Collected data entries:
________________________________________
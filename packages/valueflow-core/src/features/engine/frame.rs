//! Activation records for procedure analysis.
//!
//! A `ComputeFrame` is everything one method's analysis needs to be paused
//! and resumed: worklist, statuses, bit managers, its own arena, round
//! counters, and the pending-callee bookkeeping. The `ComputeFrameStack`
//! replaces native recursion so nested callee analysis never grows the host
//! call stack.

use std::cmp::Reverse;
use std::collections::BinaryHeap;

use rustc_hash::{FxHashMap, FxHashSet};

use crate::features::bitvector::{BitVectorManager, StateDefNode, SymbolDefNode};
use crate::features::call_graph::MethodInternalCallee;
use crate::features::call_path::CallPath;
use crate::features::def_use::StmtStatus;
use crate::features::state_space::SymbolStateSpace;
use crate::features::summary::{
    CallSiteKey, MethodDefUseSummary, MethodSummaryInstance, MethodSummaryTemplate,
    ParameterMapping,
};
use crate::shared::models::{
    ControlFlowGraph, MethodId, StateId, Stmt, StmtId, SymbolId, UnitId,
};

/// Priority worklist of pending statement ids. Priority is the statement's
/// reverse-post-order rank, so forward dataflow drains front to back.
#[derive(Debug, Default)]
pub struct StmtWorkList {
    heap: BinaryHeap<Reverse<(usize, StmtId)>>,
    members: FxHashSet<StmtId>,
    ranks: FxHashMap<StmtId, usize>,
}

impl StmtWorkList {
    pub fn new(ranks: FxHashMap<StmtId, usize>) -> Self {
        Self {
            heap: BinaryHeap::new(),
            members: FxHashSet::default(),
            ranks,
        }
    }

    pub fn add(&mut self, stmt_id: StmtId) {
        if self.members.insert(stmt_id) {
            let rank = self.ranks.get(&stmt_id).copied().unwrap_or(0);
            self.heap.push(Reverse((rank, stmt_id)));
        }
    }

    pub fn add_all(&mut self, stmt_ids: impl IntoIterator<Item = StmtId>) {
        for stmt_id in stmt_ids {
            self.add(stmt_id);
        }
    }

    /// Next statement without removing it; an interruption resumes here.
    pub fn peek(&self) -> Option<StmtId> {
        self.heap.peek().map(|Reverse((_, stmt_id))| *stmt_id)
    }

    pub fn pop(&mut self) -> Option<StmtId> {
        let Reverse((_, stmt_id)) = self.heap.pop()?;
        self.members.remove(&stmt_id);
        Some(stmt_id)
    }

    pub fn contains(&self, stmt_id: StmtId) -> bool {
        self.members.contains(&stmt_id)
    }

    pub fn len(&self) -> usize {
        self.heap.len()
    }

    pub fn is_empty(&self) -> bool {
        self.heap.is_empty()
    }
}

/// Def→stmt / stmt→use dependency edges recorded while reaching definitions
/// are computed; tells the driver which statements to revisit when a
/// statement's states change.
#[derive(Debug, Default)]
pub struct SymbolDepGraph {
    defined_by: FxHashMap<StmtId, FxHashSet<SymbolDefNode>>,
    used_at: FxHashMap<SymbolDefNode, FxHashSet<StmtId>>,
    stmts: FxHashSet<StmtId>,
}

impl SymbolDepGraph {
    pub fn add_def_edge(&mut self, stmt_id: StmtId, def: SymbolDefNode) {
        self.defined_by.entry(stmt_id).or_default().insert(def);
        self.stmts.insert(stmt_id);
    }

    pub fn add_use_edge(&mut self, def: SymbolDefNode, stmt_id: StmtId) {
        self.used_at.entry(def).or_default().insert(stmt_id);
        self.stmts.insert(stmt_id);
    }

    pub fn has_stmt(&self, stmt_id: StmtId) -> bool {
        self.stmts.contains(&stmt_id)
    }

    /// Statements consuming any definition this statement produces.
    pub fn dependent_stmts(&self, stmt_id: StmtId) -> FxHashSet<StmtId> {
        let mut result = FxHashSet::default();
        if let Some(defs) = self.defined_by.get(&stmt_id) {
            for def in defs {
                if let Some(users) = self.used_at.get(def) {
                    result.extend(users.iter().copied());
                }
            }
        }
        result
    }
}

/// The suspend payload: a call statement needs these callees summarized
/// before the frame can continue.
#[derive(Debug, Clone)]
pub struct InterruptionData {
    pub caller_id: MethodId,
    pub call_stmt_id: StmtId,
    pub callee_ids: Vec<MethodId>,
}

/// Outcome of one statement's state computation.
#[derive(Debug, Default)]
pub struct StmtResultFlag {
    pub states_changed: bool,
    pub def_changed: bool,
    pub use_changed: bool,
    pub interruption: Option<InterruptionData>,
}

impl StmtResultFlag {
    pub fn interrupted(data: InterruptionData) -> Self {
        Self {
            interruption: Some(data),
            ..Default::default()
        }
    }
}

/// Activation record for one procedure analysis.
pub struct ComputeFrame {
    pub method_id: MethodId,
    pub caller_id: MethodId,
    pub call_stmt_id: StmtId,
    pub unit_id: UnitId,
    pub has_been_inited: bool,

    pub cfg: ControlFlowGraph,
    pub stmts: FxHashMap<StmtId, Stmt>,
    pub worklist: StmtWorkList,
    /// Statements whose inputs changed since they last ran.
    pub symbol_changed_stmts: FxHashSet<StmtId>,
    pub statuses: FxHashMap<StmtId, StmtStatus>,
    pub space: SymbolStateSpace,

    pub all_symbol_defs: FxHashSet<SymbolDefNode>,
    pub all_state_defs: FxHashSet<StateDefNode>,
    pub symbol_to_define: FxHashMap<SymbolId, FxHashSet<SymbolDefNode>>,
    pub state_to_define: FxHashMap<StateId, FxHashSet<StateDefNode>>,
    pub symbol_bits: BitVectorManager<SymbolDefNode>,
    pub state_bits: BitVectorManager<StateDefNode>,
    pub symbol_graph: SymbolDepGraph,

    pub def_use_summary: MethodDefUseSummary,
    pub summary_template: MethodSummaryTemplate,
    pub summary_instance: MethodSummaryInstance,

    /// Per-statement analysis round; the termination guard.
    pub stmt_counters: FxHashMap<StmtId, u32>,
    /// Round caps for statements first reached through a loop back-edge.
    pub loop_total_rounds: FxHashMap<StmtId, u32>,

    pub callee_info: FxHashMap<StmtId, MethodInternalCallee>,
    pub all_local_symbol_ids: FxHashSet<SymbolId>,

    /// Parameter bindings for this frame's call site, rewritten so the
    /// argument indices point into this frame's own arena.
    pub bound_parameters: Vec<ParameterMapping>,

    /// Argument states extracted from the caller, waiting to be appended
    /// into this frame's arena once it initializes.
    pub pending_argument_space: Option<(SymbolStateSpace, Vec<ParameterMapping>)>,

    /// ANYTHING placeholder bookkeeping for external symbols.
    pub initial_state_to_external_symbol: FxHashMap<StateId, SymbolId>,
    pub external_symbol_to_initial_state_index: FxHashMap<SymbolId, usize>,

    pub interruption_flag: bool,
    /// (caller, call stmt, callee) → already pushed? Each triple is only
    /// ever scheduled once per frame.
    pub content_to_be_analyzed: FxHashMap<CallSiteKey, bool>,

    /// Concrete call chain that reached this frame (interprocedural phase).
    pub path: CallPath,

    /// Callee results collected while this frame was suspended.
    pub summary_collection: FxHashMap<CallSiteKey, MethodSummaryInstance>,
    pub space_collection: FxHashMap<CallSiteKey, SymbolStateSpace>,
}

impl ComputeFrame {
    pub fn new(method_id: MethodId, caller_id: MethodId, call_stmt_id: StmtId) -> Self {
        Self {
            method_id,
            caller_id,
            call_stmt_id,
            unit_id: -1,
            has_been_inited: false,
            cfg: ControlFlowGraph::new(method_id),
            stmts: FxHashMap::default(),
            worklist: StmtWorkList::default(),
            symbol_changed_stmts: FxHashSet::default(),
            statuses: FxHashMap::default(),
            space: SymbolStateSpace::new(),
            all_symbol_defs: FxHashSet::default(),
            all_state_defs: FxHashSet::default(),
            symbol_to_define: FxHashMap::default(),
            state_to_define: FxHashMap::default(),
            symbol_bits: BitVectorManager::new(),
            state_bits: BitVectorManager::new(),
            symbol_graph: SymbolDepGraph::default(),
            def_use_summary: MethodDefUseSummary::new(method_id),
            summary_template: MethodSummaryTemplate::new(method_id),
            summary_instance: MethodSummaryInstance::from_template(
                (caller_id, call_stmt_id, method_id),
                &MethodSummaryTemplate::new(method_id),
            ),
            stmt_counters: FxHashMap::default(),
            loop_total_rounds: FxHashMap::default(),
            callee_info: FxHashMap::default(),
            all_local_symbol_ids: FxHashSet::default(),
            bound_parameters: Vec::new(),
            pending_argument_space: None,
            initial_state_to_external_symbol: FxHashMap::default(),
            external_symbol_to_initial_state_index: FxHashMap::default(),
            interruption_flag: false,
            content_to_be_analyzed: FxHashMap::default(),
            path: CallPath::root(method_id),
            summary_collection: FxHashMap::default(),
            space_collection: FxHashMap::default(),
        }
    }

    pub fn call_site(&self) -> CallSiteKey {
        (self.caller_id, self.call_stmt_id, self.method_id)
    }

    /// The statement the frame is currently parked on.
    pub fn current_stmt_id(&self) -> Option<StmtId> {
        self.worklist.peek()
    }
}

/// Explicit, growable stack of compute frames.
#[derive(Default)]
pub struct ComputeFrameStack {
    frames: Vec<ComputeFrame>,
}

impl ComputeFrameStack {
    pub fn new() -> Self {
        Self::default()
    }

    pub fn push(&mut self, frame: ComputeFrame) {
        self.frames.push(frame);
    }

    pub fn pop(&mut self) -> Option<ComputeFrame> {
        self.frames.pop()
    }

    pub fn top(&self) -> Option<&ComputeFrame> {
        self.frames.last()
    }

    pub fn top_mut(&mut self) -> Option<&mut ComputeFrame> {
        self.frames.last_mut()
    }

    pub fn get(&self, index: usize) -> Option<&ComputeFrame> {
        self.frames.get(index)
    }

    pub fn len(&self) -> usize {
        self.frames.len()
    }

    pub fn is_empty(&self) -> bool {
        self.frames.is_empty()
    }

    pub fn has_method(&self, method_id: MethodId) -> bool {
        self.frames.iter().any(|f| f.method_id == method_id)
    }

    /// Split into (frame at `index`, top frame). Used when resolution reads
    /// or extends an enclosing frame while appending into the top one.
    /// Panics if `index` is the top.
    pub fn split_frame_and_top(
        &mut self,
        index: usize,
    ) -> (&mut ComputeFrame, &mut ComputeFrame) {
        let top = self.frames.len() - 1;
        assert!(index < top, "index must be below the top frame");
        let (lower, upper) = self.frames.split_at_mut(index + 1);
        (&mut lower[index], upper.last_mut().expect("non-empty top"))
    }

    pub fn frames(&self) -> &[ComputeFrame] {
        &self.frames
    }

    pub fn frames_mut(&mut self) -> &mut [ComputeFrame] {
        &mut self.frames
    }
}

#[cfg(test)]
mod tests {
    use super::*;

    #[test]
    fn test_worklist_orders_by_rank() {
        let mut ranks = FxHashMap::default();
        ranks.insert(30, 2);
        ranks.insert(10, 0);
        ranks.insert(20, 1);
        let mut worklist = StmtWorkList::new(ranks);
        worklist.add(30);
        worklist.add(10);
        worklist.add(20);

        assert_eq!(worklist.pop(), Some(10));
        assert_eq!(worklist.pop(), Some(20));
        assert_eq!(worklist.pop(), Some(30));
        assert_eq!(worklist.pop(), None);
    }

    #[test]
    fn test_worklist_dedups_members() {
        let mut worklist = StmtWorkList::default();
        worklist.add(5);
        worklist.add(5);
        assert_eq!(worklist.len(), 1);
        assert_eq!(worklist.peek(), Some(5));
        // peek does not remove
        assert_eq!(worklist.len(), 1);
    }

    #[test]
    fn test_stack_split_frame_and_top() {
        let mut stack = ComputeFrameStack::new();
        stack.push(ComputeFrame::new(1, -1, -1));
        stack.push(ComputeFrame::new(2, 1, 10));
        let (below, top) = stack.split_frame_and_top(0);
        assert_eq!(below.method_id, 1);
        assert_eq!(top.method_id, 2);
    }

    #[test]
    fn test_stack_has_method() {
        let mut stack = ComputeFrameStack::new();
        stack.push(ComputeFrame::new(1, -1, -1));
        assert!(stack.has_method(1));
        assert!(!stack.has_method(2));
        stack.pop();
        assert!(!stack.has_method(1));
    }

    #[test]
    fn test_symbol_dep_graph_dependents() {
        let mut graph = SymbolDepGraph::default();
        let def = SymbolDefNode::new(0, 7, 10);
        graph.add_def_edge(10, def);
        graph.add_use_edge(def, 20);
        graph.add_use_edge(def, 30);
        let dependents = graph.dependent_stmts(10);
        assert!(dependents.contains(&20) && dependents.contains(&30));
        assert!(graph.has_stmt(10));
    }
}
________________________________________
• _Work request_
Take the entries above and copy out all lines with the string "crate".

• _Answer for the task_
use crate::features::bitvector::{BitVectorManager, StateDefNode, SymbolDefNode};
use crate::features::call_graph::MethodInternalCallee;
use crate::features::call_path::CallPath;
use crate::features::def_use::StmtStatus;
use crate::features::state_space::SymbolStateSpace;
use crate::features::summary::{
use crate::shared::models::{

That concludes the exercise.